Chicago,

IL

United States

Lily Pool

Designed by Alfred Caldwell in the 1930s as an employee for the Chicago Park District, the 2.5-acre Lily Pool replaced a Victorian-era pool and garden. Constructed with Works Progress Administration funds, the landscape exemplifies Caldwell’s Prairie style, which poetically interprets the natural ecology of the American Midwest. Nestled into Lincoln Park, it is entered into through a low horizontal gateway made from wood and stratified stone. The lagoon evokes a glacial river cutting through limestone, with outcroppings symbolized by striated stonework and with an open-air wood and limestone pavilion that seems to float over the water’s edge.
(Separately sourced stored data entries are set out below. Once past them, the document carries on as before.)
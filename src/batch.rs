use chrono::Utc;
use rayon::prelude::*;

use crate::{
    export::{ExportEncoder, ExportFormat, ExportedFile, Exported, batch_file_name},
    foundation::error::{StudioError, StudioResult},
    options::{CodeKind, RenderOptions, RenderRequest},
    payload::{DataKind, EncodingInput, encode},
    render::{GenerationResult, SymbolRenderer},
    scheduler::PublishSink,
};

#[derive(Clone, Debug, PartialEq)]
pub enum BatchStatus {
    Pending,
    Generated(GenerationResult),
    Failed(String),
}

#[derive(Clone, Debug, PartialEq)]
pub struct BatchItem {
    pub id: u64,
    pub raw_line: String,
    pub status: BatchStatus,
}

impl BatchItem {
    pub fn result(&self) -> Option<&GenerationResult> {
        match &self.status {
            BatchStatus::Generated(r) => Some(r),
            _ => None,
        }
    }
}

/// Options controlling [`BatchProcessor::run_all`].
#[derive(Clone, Debug, Default)]
pub struct BatchOptions {
    /// Render items on a dedicated rayon pool. Item order is preserved either way.
    pub parallel: bool,
    /// Override the number of rayon worker threads. `None` uses rayon defaults.
    pub threads: Option<usize>,
    /// Forward every generated item to the publish sink, in input order.
    pub record_history: bool,
}

#[derive(Clone, Copy, Debug, Default, PartialEq, Eq)]
pub struct BatchSummary {
    pub generated: usize,
    pub failed: usize,
}

#[derive(Clone, Debug, Default)]
pub struct BatchExport {
    pub files: Vec<ExportedFile>,
    /// Generated items whose export failed.
    pub skipped: usize,
}

/// Owns the items of one batch upload.
#[derive(Debug, Default)]
pub struct BatchProcessor {
    items: Vec<BatchItem>,
    next_id: u64,
}

impl BatchProcessor {
    pub fn new() -> Self {
        Self::default()
    }

    /// Replace the current items with one `Pending` item per non-blank line.
    pub fn load(&mut self, raw_text: &str) -> usize {
        self.items = raw_text
            .lines()
            .map(str::trim)
            .filter(|l| !l.is_empty())
            .map(|line| {
                self.next_id += 1;
                BatchItem {
                    id: self.next_id,
                    raw_line: line.to_owned(),
                    status: BatchStatus::Pending,
                }
            })
            .collect();
        self.items.len()
    }

    pub fn items(&self) -> &[BatchItem] {
        &self.items
    }

    pub fn len(&self) -> usize {
        self.items.len()
    }

    pub fn is_empty(&self) -> bool {
        self.items.is_empty()
    }

    pub fn clear(&mut self) {
        self.items.clear();
    }

    /// Encode and render every item. One failing item never affects the others.
    ///
    /// Linear codes always encode lines as plain text. Multi-field data kinds (Wifi, VCard) cannot
    /// be expressed as one line and are rejected up front.
    #[tracing::instrument(
        skip_all,
        fields(items = self.items.len(), code = options.code_kind().as_str())
    )]
    pub fn run_all<R: SymbolRenderer + Sync>(
        &mut self,
        kind: DataKind,
        options: &RenderOptions,
        renderer: &R,
        opts: &BatchOptions,
        sink: Option<&mut dyn PublishSink>,
    ) -> StudioResult<BatchSummary> {
        options.validate()?;
        let kind = match options.code_kind() {
            CodeKind::Qr => kind,
            CodeKind::Barcode => DataKind::PlainText,
        };
        if !kind.is_single_field() {
            return Err(StudioError::validation(format!(
                "batch lines cannot carry multi-field {kind:?} data"
            )));
        }

        if opts.parallel {
            let pool = build_thread_pool(opts.threads)?;
            pool.install(|| {
                self.items.par_iter_mut().for_each(|item| {
                    item.status = generate(&item.raw_line, kind, options, renderer);
                })
            });
        } else {
            for item in &mut self.items {
                item.status = generate(&item.raw_line, kind, options, renderer);
            }
        }

        let mut summary = BatchSummary::default();
        for item in &self.items {
            match &item.status {
                BatchStatus::Generated(_) => summary.generated += 1,
                BatchStatus::Failed(reason) => {
                    summary.failed += 1;
                    tracing::debug!(id = item.id, %reason, "batch item failed");
                }
                BatchStatus::Pending => {}
            }
        }

        if opts.record_history {
            match sink {
                Some(sink) => self
                    .items
                    .iter()
                    .filter_map(BatchItem::result)
                    .for_each(|r| sink.published(r)),
                None => tracing::warn!("record_history set without a publish sink"),
            }
        }

        tracing::info!(
            generated = summary.generated,
            failed = summary.failed,
            "batch run finished"
        );
        Ok(summary)
    }

    /// Export every generated item as PNG, named `batch_<qr|barcode>_<n>.png` by input position.
    pub fn export_all(&self, exporter: &dyn ExportEncoder) -> BatchExport {
        let mut out = BatchExport::default();
        for (index, item) in self.items.iter().enumerate() {
            let Some(result) = item.result() else {
                continue;
            };
            match exporter.export(result, ExportFormat::Png) {
                Ok(Exported::File(mut file)) => {
                    file.name = batch_file_name(result.kind, index + 1);
                    out.files.push(file);
                }
                Ok(Exported::Unavailable(notice)) => {
                    tracing::warn!(id = item.id, %notice, "batch export unavailable");
                    out.skipped += 1;
                }
                Err(e) => {
                    tracing::warn!(id = item.id, error = %e, "batch export failed");
                    out.skipped += 1;
                }
            }
        }
        tracing::info!(
            files = out.files.len(),
            skipped = out.skipped,
            "batch export finished"
        );
        out
    }
}

fn generate<R: SymbolRenderer>(
    line: &str,
    kind: DataKind,
    options: &RenderOptions,
    renderer: &R,
) -> BatchStatus {
    let input = match EncodingInput::from_raw(kind, line) {
        Ok(input) => input,
        Err(e) => return BatchStatus::Failed(e.to_string()),
    };
    let Some(payload) = encode(&input).payload() else {
        return BatchStatus::Failed("nothing to encode".to_owned());
    };
    let request = match RenderRequest::new(payload, options.clone()) {
        Ok(r) => r,
        Err(e) => return BatchStatus::Failed(e.to_string()),
    };
    match renderer.render(&request) {
        Ok(image) => BatchStatus::Generated(GenerationResult::new(&request, image, Utc::now())),
        Err(e) => BatchStatus::Failed(e.reason()),
    }
}

fn build_thread_pool(threads: Option<usize>) -> StudioResult<rayon::ThreadPool> {
    if threads == Some(0) {
        return Err(StudioError::validation(
            "batch 'threads' must be >= 1 when set",
        ));
    }
    let mut builder = rayon::ThreadPoolBuilder::new();
    if let Some(n) = threads {
        builder = builder.num_threads(n);
    }
    builder.build().map_err(|e| {
        StudioError::Other(anyhow::anyhow!("failed to build rayon thread pool: {e}"))
    })
}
A native stone waterfall at the north end of the pond suggests the glacial river’s source. Caldwell’s trademark native plantings include irises, tall grasses, deciduous trees and shrubs. Gently-rolling stone paths serve as walkways through tree stands which include oak, hackberry, and hawthorn. A council ring sits in a clearing on a low wooded hill above the lagoon, and as with similar designs by Caldwell’s mentor Jens Jensen, serves as a space for communal interaction. In 2001, the Lily Pool was restored under the efforts of the Chicago Park District and the Friends of Lincoln Park (now the Lincoln Park Conservancy), with the restoration plan and design work conducted by Wolff Landscape Architecture. In 2002, it was named a Chicago Landmark, and in 2006 it was designated a National Historic Landmark.